■ Assignment: Lines in which "CategoryId" appears should be pulled from the data below.

■ Given records:
• • • • •

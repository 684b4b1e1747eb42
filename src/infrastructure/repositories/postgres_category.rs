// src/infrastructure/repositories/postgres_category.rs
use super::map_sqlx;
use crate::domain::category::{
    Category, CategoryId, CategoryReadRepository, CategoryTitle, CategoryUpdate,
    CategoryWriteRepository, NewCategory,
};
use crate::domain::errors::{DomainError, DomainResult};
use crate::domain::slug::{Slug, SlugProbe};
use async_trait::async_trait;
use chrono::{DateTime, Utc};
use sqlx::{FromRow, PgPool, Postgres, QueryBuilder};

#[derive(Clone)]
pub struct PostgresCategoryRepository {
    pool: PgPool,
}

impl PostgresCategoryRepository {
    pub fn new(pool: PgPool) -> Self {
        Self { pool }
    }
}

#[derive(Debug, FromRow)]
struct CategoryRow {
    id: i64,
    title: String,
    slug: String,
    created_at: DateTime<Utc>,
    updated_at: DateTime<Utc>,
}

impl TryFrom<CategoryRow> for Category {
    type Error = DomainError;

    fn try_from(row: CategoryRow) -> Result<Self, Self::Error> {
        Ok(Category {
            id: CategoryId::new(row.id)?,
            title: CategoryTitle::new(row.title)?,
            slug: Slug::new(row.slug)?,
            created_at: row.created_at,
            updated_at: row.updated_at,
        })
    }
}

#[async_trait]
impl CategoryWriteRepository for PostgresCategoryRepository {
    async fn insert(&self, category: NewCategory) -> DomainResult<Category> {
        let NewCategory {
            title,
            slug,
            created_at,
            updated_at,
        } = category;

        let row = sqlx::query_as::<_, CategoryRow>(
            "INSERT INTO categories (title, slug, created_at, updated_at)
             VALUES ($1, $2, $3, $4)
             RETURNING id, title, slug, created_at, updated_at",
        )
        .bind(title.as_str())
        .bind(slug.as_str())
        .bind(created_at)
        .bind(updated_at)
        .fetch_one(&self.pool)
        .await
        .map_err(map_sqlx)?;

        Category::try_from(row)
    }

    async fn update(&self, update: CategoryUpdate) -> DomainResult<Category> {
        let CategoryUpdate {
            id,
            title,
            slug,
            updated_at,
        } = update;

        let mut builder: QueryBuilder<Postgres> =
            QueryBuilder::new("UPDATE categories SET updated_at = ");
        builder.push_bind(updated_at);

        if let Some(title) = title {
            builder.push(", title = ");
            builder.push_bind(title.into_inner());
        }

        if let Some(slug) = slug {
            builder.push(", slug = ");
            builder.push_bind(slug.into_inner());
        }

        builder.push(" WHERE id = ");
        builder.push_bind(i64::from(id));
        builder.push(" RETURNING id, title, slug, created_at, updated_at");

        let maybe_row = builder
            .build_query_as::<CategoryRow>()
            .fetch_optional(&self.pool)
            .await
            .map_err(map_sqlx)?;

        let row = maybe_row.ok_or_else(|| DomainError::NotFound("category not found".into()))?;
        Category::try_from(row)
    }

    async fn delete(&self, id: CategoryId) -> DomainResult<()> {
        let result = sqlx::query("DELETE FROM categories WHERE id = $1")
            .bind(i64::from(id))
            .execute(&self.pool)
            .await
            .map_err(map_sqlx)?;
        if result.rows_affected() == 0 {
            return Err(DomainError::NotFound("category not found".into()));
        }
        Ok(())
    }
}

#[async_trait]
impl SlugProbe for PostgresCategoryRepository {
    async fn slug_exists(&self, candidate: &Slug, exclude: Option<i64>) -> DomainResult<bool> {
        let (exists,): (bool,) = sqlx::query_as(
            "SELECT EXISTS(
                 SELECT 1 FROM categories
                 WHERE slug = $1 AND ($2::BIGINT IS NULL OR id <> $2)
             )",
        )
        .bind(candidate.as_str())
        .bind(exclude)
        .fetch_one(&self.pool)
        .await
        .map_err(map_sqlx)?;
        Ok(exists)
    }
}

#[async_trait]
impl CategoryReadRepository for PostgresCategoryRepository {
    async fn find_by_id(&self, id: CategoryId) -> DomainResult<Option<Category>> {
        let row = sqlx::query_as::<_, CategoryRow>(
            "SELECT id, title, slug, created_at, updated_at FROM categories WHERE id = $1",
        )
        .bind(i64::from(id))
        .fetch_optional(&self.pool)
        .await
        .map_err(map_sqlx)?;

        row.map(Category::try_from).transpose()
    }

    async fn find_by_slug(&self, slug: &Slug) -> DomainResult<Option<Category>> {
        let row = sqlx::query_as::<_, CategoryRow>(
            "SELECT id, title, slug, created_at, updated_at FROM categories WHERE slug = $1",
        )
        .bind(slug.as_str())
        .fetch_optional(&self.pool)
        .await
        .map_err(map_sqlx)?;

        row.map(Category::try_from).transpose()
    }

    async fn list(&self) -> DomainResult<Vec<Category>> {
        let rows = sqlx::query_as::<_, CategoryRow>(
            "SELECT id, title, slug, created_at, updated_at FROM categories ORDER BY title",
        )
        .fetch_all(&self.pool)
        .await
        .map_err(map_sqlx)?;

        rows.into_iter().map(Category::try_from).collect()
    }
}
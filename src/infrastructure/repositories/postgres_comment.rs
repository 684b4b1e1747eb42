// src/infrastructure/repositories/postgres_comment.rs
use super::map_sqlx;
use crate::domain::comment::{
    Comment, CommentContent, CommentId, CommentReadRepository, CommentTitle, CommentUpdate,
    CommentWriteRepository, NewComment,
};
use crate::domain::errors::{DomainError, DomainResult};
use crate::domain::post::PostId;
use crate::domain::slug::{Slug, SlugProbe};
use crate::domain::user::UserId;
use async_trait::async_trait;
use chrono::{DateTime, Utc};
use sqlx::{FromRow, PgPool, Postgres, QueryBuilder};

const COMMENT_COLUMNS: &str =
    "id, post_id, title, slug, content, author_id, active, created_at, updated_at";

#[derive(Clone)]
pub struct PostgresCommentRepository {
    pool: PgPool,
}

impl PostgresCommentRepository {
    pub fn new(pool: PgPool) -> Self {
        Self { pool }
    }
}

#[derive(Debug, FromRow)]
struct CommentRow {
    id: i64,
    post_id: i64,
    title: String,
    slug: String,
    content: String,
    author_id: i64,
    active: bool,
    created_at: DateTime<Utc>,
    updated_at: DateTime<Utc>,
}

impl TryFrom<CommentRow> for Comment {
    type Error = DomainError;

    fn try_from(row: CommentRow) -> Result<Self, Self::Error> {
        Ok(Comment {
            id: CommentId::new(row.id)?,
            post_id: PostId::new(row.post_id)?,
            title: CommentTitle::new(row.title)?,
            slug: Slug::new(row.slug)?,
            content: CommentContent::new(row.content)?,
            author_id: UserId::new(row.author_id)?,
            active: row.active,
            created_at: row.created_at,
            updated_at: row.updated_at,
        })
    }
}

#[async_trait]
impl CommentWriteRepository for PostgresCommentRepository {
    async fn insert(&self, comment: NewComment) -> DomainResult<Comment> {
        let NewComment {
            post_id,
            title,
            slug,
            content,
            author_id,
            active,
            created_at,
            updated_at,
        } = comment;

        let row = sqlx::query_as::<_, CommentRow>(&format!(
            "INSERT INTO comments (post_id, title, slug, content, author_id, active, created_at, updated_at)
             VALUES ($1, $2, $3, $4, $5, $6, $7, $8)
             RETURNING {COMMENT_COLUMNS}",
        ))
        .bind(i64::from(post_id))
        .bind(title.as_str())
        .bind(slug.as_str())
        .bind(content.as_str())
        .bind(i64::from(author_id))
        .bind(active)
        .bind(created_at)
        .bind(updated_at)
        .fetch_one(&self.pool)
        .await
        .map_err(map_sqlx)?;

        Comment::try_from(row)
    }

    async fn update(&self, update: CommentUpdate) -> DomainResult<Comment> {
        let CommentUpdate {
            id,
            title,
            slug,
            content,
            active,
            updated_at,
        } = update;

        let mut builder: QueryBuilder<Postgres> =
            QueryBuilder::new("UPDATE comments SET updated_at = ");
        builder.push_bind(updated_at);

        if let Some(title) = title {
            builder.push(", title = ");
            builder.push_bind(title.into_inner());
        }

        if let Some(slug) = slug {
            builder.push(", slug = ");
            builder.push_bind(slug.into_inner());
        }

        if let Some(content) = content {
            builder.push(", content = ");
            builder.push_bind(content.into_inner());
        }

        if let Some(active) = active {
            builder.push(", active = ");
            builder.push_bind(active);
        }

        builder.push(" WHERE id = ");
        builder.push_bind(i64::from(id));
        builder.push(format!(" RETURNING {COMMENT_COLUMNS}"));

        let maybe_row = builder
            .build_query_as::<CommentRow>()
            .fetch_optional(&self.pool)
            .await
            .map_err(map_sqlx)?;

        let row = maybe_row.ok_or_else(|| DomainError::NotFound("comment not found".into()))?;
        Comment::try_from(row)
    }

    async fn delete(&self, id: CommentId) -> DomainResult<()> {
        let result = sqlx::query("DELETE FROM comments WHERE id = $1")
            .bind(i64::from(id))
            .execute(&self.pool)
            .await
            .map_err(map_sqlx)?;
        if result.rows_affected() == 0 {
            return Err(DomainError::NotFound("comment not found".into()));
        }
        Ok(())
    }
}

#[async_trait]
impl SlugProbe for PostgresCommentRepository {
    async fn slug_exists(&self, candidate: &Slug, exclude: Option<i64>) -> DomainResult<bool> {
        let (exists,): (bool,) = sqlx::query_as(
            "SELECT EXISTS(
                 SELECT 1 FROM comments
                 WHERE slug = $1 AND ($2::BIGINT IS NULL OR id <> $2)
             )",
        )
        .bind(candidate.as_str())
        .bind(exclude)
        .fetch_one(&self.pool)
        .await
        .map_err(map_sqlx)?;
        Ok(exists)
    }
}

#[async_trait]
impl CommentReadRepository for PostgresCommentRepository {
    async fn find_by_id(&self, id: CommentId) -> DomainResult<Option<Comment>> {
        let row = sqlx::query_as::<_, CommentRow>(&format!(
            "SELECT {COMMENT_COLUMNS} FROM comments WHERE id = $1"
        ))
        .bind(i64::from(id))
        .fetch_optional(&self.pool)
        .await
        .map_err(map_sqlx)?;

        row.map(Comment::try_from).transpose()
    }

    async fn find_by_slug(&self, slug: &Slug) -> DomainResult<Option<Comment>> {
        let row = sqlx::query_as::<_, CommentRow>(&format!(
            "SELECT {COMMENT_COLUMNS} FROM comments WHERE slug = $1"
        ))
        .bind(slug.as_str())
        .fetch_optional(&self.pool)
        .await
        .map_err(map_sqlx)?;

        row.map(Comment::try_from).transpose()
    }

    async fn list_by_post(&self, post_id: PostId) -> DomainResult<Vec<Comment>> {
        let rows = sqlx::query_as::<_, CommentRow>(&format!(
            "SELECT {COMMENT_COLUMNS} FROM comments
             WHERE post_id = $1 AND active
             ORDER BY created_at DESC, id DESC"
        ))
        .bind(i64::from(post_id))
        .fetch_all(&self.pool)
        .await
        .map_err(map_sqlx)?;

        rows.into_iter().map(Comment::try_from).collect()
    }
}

• • • • •

■ Problem solution:
    Category, CategoryId, CategoryReadRepository, CategoryTitle, CategoryUpdate,
            id: CategoryId::new(row.id)?,
    async fn delete(&self, id: CategoryId) -> DomainResult<()> {
    async fn find_by_id(&self, id: CategoryId) -> DomainResult<Option<Category>> {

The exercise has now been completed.